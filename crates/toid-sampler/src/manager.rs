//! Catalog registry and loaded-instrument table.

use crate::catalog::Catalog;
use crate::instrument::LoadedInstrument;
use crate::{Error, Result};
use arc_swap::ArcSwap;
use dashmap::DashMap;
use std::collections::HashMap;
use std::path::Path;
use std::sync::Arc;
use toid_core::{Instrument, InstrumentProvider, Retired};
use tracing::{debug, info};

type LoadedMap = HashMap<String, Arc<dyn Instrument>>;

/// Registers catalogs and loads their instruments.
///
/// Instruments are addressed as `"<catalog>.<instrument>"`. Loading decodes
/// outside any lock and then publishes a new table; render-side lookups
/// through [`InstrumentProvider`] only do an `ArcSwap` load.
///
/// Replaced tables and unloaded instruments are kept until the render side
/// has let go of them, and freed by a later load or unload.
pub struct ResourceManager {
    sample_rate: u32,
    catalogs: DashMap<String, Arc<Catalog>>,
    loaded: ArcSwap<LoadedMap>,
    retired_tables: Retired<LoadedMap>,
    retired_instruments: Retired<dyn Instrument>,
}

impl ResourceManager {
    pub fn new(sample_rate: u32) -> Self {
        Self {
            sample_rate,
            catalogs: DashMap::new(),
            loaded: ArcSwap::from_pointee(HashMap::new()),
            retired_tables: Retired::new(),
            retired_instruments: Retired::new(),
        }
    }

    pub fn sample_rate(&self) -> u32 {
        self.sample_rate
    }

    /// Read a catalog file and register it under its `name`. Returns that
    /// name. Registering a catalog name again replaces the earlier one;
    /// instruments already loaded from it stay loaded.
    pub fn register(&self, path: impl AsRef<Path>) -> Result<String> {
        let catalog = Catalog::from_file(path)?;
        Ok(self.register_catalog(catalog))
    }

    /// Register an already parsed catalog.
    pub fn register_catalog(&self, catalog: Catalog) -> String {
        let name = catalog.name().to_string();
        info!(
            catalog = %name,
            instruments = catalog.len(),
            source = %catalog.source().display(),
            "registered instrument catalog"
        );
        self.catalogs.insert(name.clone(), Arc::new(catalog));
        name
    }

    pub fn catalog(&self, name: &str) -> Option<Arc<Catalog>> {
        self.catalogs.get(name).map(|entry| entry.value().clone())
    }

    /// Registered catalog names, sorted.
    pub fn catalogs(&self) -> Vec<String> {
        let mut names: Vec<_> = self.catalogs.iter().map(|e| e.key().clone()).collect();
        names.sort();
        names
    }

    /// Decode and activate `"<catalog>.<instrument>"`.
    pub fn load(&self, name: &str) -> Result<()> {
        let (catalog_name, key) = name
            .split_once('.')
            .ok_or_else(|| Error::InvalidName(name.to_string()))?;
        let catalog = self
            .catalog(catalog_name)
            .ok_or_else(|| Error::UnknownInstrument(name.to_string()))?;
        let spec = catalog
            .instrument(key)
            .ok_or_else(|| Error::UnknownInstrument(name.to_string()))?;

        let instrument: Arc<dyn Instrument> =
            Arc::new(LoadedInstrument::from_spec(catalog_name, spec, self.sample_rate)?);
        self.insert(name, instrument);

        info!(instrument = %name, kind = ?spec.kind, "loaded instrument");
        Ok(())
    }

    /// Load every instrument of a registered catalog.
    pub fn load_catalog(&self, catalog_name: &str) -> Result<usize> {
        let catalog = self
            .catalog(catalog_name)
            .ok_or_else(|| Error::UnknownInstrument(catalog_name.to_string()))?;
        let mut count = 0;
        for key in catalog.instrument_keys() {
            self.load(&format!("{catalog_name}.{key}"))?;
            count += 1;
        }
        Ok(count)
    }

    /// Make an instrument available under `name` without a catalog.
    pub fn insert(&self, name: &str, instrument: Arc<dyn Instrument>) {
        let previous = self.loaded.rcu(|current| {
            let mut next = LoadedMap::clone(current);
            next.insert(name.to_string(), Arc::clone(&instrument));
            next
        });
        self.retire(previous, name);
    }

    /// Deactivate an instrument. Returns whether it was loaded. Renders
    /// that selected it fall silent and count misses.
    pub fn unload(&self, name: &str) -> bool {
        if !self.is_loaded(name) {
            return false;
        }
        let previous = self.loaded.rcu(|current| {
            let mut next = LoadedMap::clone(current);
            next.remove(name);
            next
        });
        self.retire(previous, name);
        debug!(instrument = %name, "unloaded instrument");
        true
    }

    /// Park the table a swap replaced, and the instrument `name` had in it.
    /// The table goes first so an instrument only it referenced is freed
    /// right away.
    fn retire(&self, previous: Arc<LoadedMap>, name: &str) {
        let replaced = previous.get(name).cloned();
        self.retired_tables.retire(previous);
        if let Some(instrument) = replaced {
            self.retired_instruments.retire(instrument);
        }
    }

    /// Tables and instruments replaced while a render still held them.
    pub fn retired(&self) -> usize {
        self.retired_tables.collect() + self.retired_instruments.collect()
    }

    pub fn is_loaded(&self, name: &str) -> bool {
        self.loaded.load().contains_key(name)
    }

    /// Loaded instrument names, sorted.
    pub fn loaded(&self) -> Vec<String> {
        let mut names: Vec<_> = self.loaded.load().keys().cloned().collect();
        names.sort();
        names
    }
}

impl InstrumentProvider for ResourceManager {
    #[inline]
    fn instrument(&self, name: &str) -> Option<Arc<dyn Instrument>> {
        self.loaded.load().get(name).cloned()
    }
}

= = = =

Task
Could you repeat exactly the lines above from the line with "was loaded. Renders" up to and including the line with "instrument names, sorted.", and only those?

Answer box
    /// Deactivate an instrument. Returns whether it was loaded. Renders
    /// that selected it fall silent and count misses.
    pub fn unload(&self, name: &str) -> bool {
        if !self.is_loaded(name) {
            return false;
        }
        let previous = self.loaded.rcu(|current| {
            let mut next = LoadedMap::clone(current);
            next.remove(name);
            next
        });
        self.retire(previous, name);
        debug!(instrument = %name, "unloaded instrument");
        true
    }

    /// Park the table a swap replaced, and the instrument `name` had in it.
    /// The table goes first so an instrument only it referenced is freed
    /// right away.
    fn retire(&self, previous: Arc<LoadedMap>, name: &str) {
        let replaced = previous.get(name).cloned();
        self.retired_tables.retire(previous);
        if let Some(instrument) = replaced {
            self.retired_instruments.retire(instrument);
        }
    }

    /// Tables and instruments replaced while a render still held them.
    pub fn retired(&self) -> usize {
        self.retired_tables.collect() + self.retired_instruments.collect()
    }

    pub fn is_loaded(&self, name: &str) -> bool {
        self.loaded.load().contains_key(name)
    }

    /// Loaded instrument names, sorted.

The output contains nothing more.